Following is not a prescription, but is rather a description of a strategy.

In my last article, I detailed my investing strategy and elaborated on the why of our portfolio. This strategy meant treating our household income as a business, and seeking to diversify away from our largest source of revenue (our salaries). Since our household is viewed as a business, we are also seeking to minimize our expenses just as any good business would. This means not only our day to day living expenses, but also the operating expenses of our stock portfolio. Currently, most costs are spread between taxes and trading commissions. A good portion of taxes can be avoided through a buy and hold strategy, but commissions can be unavoidable in many circumstances. However, it is possible to run a fairly diversified and strong portfolio with stock purchase expenses of approximately $.02 per month. This article will attempt to see how to operate this strategy on a low-fee, automated basis and demonstrate how small systematic purchases can lead to big wealth

The Strategy

The logistics for executing this are fairly simple. First, a number of stock brokerages have opened up that allow you to buy and sell stocks for free. The most prominent of these are Loyal3 and Robinhood and I have grown most comfortable with Loyal3 over the past couple of years. Pros and cons exist with both, but Loyal3 is most conducive to what I am trying to achieve here. It is a platform that allows you to buy shares in leading consumer companies, and all fees are paid by the company you are investing in. Loyal3 also works with the companies on its platform, which implicitly creates a seal of approval of the platform. This allows them to have an easy source of funding that doesn't dilute shareholders too much, and gives them a stable ownership base. However, this limits the stock selection and means you won't find GE on this site. Also, all client purchases are bundled together and executed at 2pm daily. This may leave you exposed to a swing in market value. However, the benefits outweigh the negatives in my opinion, and therefore the first step of the strategy is to open an account at Loyal 3.

Stocks At Loyal3

Next, we need to select which stocks we would like to purchase. Again, my strategy is to redeploy cash flow from my day job and store those funds in high-quality dividend paying stocks. This will automatically eliminate a large majority of the stocks available for purchase here. Next, we want blue chip stocks with a history of dividend payouts, and that have strong earnings. A few contenders stand out, but the ones I would chose are as follows:

American Express (NYSE:AXP): American Express offers credit and charge card services, expense management for companies, and travel related services through four different business lines. They compete against Visa and Mastercard in payments, but are more diversified and have other sources of revenue like Discover Financial. It is currently trading around $65 per share with an EPS of $5.07, which gives a PE ratio of approximately 13. It also pays a $1.16 in dividends, which is a yield of 1.78%. The yield leaves something to be desired, but the payout ratio is below 25% and appeals to my sense of stability in the dividend. AXP also pays their dividend in the second month of the quarter, which is a plus as it is hard to find a company that pays in the second month.

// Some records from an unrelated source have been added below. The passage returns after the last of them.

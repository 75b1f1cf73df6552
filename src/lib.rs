//! Edge relay: an open CORS proxy plus a configuration-subscription
//! endpoint.
//!
//! # Architecture Overview
//!
//! ```text
//!     Client ──▶ http::server ──▶ routing ──┬──▶ proxy ──────────▶ any http(s) target
//!                                           ├──▶ http::format ──▶ sources ──▶ primary / fallback
//!                                           │                  └─▶ encoding (prefix, base58)
//!                                           ├──▶ http::assets (local *.json)
//!                                           └──▶ http::docs
//!
//!     Cross-cutting: config, error, security (headers, body limits),
//!     resilience (timeouts), observability, lifecycle, net (TLS)
//! ```

// Core subsystems
pub mod config;
pub mod encoding;
pub mod error;
pub mod http;
pub mod net;
pub mod proxy;
pub mod routing;
pub mod sources;

// Cross-cutting concerns
pub mod lifecycle;
pub mod observability;
pub mod resilience;
pub mod security;

pub use config::RelayConfig;
pub use error::RelayError;
pub use http::HttpServer;
pub use lifecycle::Shutdown;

McDonald's (NYSE:MCD): McDonald's franchises and operates their restaurants across the globe, with more than 80% of them franchised. The company is geographically diversified and operates in nearly every country around the globe. MCD is currently trading around $125 a share and generates $4.82 in income per share, which is a PE ratio of approximately 26. It is overvalued at the time, but since this is a dollar cost averaging program, overvaluations will be smoothed out over time. They pay $3.56 in dividends a year for a payout ratio of 73.85%, which is right at my desired maximum.

Coca-Cola (NYSE:KO): Coca-Cola makes and licenses over 500 different beverage brands across the world. This includes the flagship Coca-Cola product and three additional of the top five best selling non-alcoholic beverages in the world. Like McDonald's, they also operate in nearly every across the global. KO is currently trading around $45 a share and delivered a $1.67 in earnings last year for a PE ratio of 26.94. Again, this stock is overvalued, but dollar cost averaging will take care of over-valuation in the long term. The company pays a dividend of $1.32 annually for a payout ratio of 79%. This is above my maximum, but KO's company history has earned an exception.

Disney (NYSE:DIS): The Walt Disney Company operates media networks, theme parks, move studios, and consumer product lines. A good portion of their revenue is derived from ESPN, leaving them vulnerable to cord cutting, but their earnings base has stability from their other sources. The company is currently trading around $100 per share and produced $4.90 a share in earnings last year, good for a PE ratio of 20.4. It has a low dividend payment of $1.42 per share, but the payout ratio is only 29%. One thing that can make the sting of the lower dividend is Disney only pays their dividend twice a year, which can make the payments seem higher.

Berkshire Hathaway (NYSE:BRK.B): Berkshire Hathaway is a conglomerate that operates in dozens of industries, but most of their earnings power is derived from their Insurance, Energy and Railroads business. A share of their B series stock trades around $145, and each share generated $9.80 in earnings last year for a PE ratio of 14.69. They do not pay a dividend currently, but should same day. There is a good chance the company will spin off a large portion of its businesses someday, which will be the mother of all spin-off undertakings and leave shareholders with a strong base of companies in their portfolio.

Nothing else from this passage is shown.